◆ **Work order**
Pick out and copy every line below that has the word "notices".

[Input records — start]

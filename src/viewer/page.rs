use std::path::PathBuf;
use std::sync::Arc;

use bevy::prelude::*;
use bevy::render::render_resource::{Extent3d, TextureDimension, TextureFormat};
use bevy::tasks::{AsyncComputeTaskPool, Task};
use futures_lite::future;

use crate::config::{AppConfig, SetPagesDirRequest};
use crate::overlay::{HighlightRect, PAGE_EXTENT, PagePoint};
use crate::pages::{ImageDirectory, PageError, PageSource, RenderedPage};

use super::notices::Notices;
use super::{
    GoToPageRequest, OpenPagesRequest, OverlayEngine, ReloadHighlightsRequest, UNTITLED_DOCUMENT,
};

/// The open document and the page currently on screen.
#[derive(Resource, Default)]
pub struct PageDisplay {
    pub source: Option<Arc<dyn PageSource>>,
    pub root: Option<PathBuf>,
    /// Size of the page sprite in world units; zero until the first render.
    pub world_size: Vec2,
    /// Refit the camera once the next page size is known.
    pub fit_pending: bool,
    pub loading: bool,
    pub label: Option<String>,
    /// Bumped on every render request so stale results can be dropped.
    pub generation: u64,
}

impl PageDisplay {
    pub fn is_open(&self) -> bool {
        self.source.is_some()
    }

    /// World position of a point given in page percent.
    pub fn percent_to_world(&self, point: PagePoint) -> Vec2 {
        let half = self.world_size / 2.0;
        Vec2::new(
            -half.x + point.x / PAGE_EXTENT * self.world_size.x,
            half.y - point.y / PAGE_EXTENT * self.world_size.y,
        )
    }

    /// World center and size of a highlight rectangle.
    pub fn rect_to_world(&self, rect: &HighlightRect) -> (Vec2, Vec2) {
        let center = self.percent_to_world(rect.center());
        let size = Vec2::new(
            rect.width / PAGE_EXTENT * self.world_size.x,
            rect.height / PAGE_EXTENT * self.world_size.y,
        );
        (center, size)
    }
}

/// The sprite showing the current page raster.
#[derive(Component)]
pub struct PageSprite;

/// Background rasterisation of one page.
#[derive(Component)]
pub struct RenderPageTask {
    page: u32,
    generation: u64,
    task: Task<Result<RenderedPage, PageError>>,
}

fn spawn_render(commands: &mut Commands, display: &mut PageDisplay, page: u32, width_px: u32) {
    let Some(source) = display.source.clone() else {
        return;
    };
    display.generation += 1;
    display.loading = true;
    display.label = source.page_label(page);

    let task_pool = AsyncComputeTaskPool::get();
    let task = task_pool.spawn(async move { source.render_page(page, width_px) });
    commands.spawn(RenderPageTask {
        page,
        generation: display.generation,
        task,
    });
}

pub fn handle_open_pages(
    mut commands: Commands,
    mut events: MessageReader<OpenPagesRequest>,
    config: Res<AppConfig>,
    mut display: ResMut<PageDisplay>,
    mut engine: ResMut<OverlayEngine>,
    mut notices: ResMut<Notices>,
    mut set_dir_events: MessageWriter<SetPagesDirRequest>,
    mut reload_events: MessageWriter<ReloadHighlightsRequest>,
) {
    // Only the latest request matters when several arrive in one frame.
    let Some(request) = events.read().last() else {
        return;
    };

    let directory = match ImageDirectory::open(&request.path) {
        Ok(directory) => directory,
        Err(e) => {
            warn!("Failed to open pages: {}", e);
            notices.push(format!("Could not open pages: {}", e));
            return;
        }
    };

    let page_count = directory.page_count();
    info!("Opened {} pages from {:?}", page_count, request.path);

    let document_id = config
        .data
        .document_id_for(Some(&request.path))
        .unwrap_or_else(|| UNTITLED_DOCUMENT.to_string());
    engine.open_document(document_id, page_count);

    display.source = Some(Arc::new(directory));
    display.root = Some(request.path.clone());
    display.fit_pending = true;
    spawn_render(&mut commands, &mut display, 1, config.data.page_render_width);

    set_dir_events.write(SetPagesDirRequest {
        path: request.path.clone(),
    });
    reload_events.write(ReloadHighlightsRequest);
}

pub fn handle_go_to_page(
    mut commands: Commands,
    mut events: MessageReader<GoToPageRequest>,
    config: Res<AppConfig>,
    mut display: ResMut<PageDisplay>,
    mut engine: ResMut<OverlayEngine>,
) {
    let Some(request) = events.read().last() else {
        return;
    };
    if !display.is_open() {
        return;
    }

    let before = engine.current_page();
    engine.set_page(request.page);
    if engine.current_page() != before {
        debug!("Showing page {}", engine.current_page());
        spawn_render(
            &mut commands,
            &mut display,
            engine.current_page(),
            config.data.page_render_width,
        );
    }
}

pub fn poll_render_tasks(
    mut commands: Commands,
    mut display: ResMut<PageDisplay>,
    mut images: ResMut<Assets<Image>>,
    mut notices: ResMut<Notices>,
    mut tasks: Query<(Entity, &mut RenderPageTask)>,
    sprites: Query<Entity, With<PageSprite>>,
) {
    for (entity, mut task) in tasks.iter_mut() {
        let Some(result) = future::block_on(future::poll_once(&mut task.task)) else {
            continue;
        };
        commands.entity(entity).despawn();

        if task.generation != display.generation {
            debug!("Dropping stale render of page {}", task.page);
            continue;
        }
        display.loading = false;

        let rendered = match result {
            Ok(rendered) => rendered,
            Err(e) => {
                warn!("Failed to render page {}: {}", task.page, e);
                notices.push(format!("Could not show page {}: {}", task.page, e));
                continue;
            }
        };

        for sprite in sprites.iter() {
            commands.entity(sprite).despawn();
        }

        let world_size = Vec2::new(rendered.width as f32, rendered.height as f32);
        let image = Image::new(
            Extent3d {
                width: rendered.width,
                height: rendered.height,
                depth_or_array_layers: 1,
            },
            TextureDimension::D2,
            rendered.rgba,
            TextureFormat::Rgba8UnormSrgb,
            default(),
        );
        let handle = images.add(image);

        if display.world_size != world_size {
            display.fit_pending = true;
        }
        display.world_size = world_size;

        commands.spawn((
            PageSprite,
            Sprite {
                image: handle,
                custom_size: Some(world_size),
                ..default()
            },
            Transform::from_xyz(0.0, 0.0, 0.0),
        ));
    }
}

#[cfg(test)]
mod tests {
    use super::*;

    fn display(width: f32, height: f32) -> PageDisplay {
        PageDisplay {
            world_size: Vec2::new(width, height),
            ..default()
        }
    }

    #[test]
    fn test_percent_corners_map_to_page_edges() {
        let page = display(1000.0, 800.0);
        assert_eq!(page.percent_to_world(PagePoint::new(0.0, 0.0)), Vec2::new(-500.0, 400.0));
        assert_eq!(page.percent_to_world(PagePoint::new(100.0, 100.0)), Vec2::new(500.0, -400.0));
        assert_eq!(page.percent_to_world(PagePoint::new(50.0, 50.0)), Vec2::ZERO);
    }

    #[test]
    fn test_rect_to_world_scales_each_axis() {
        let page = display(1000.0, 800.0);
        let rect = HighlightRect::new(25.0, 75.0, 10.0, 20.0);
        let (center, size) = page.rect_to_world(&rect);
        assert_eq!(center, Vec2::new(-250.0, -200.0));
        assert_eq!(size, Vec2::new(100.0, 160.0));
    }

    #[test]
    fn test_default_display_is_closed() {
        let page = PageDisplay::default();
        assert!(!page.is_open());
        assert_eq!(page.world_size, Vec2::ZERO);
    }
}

[Input records — finish]

◆ **Solution to the problem**
use super::notices::Notices;
    mut notices: ResMut<Notices>,
            notices.push(format!("Could not open pages: {}", e));
    mut notices: ResMut<Notices>,
                notices.push(format!("Could not show page {}: {}", task.page, e));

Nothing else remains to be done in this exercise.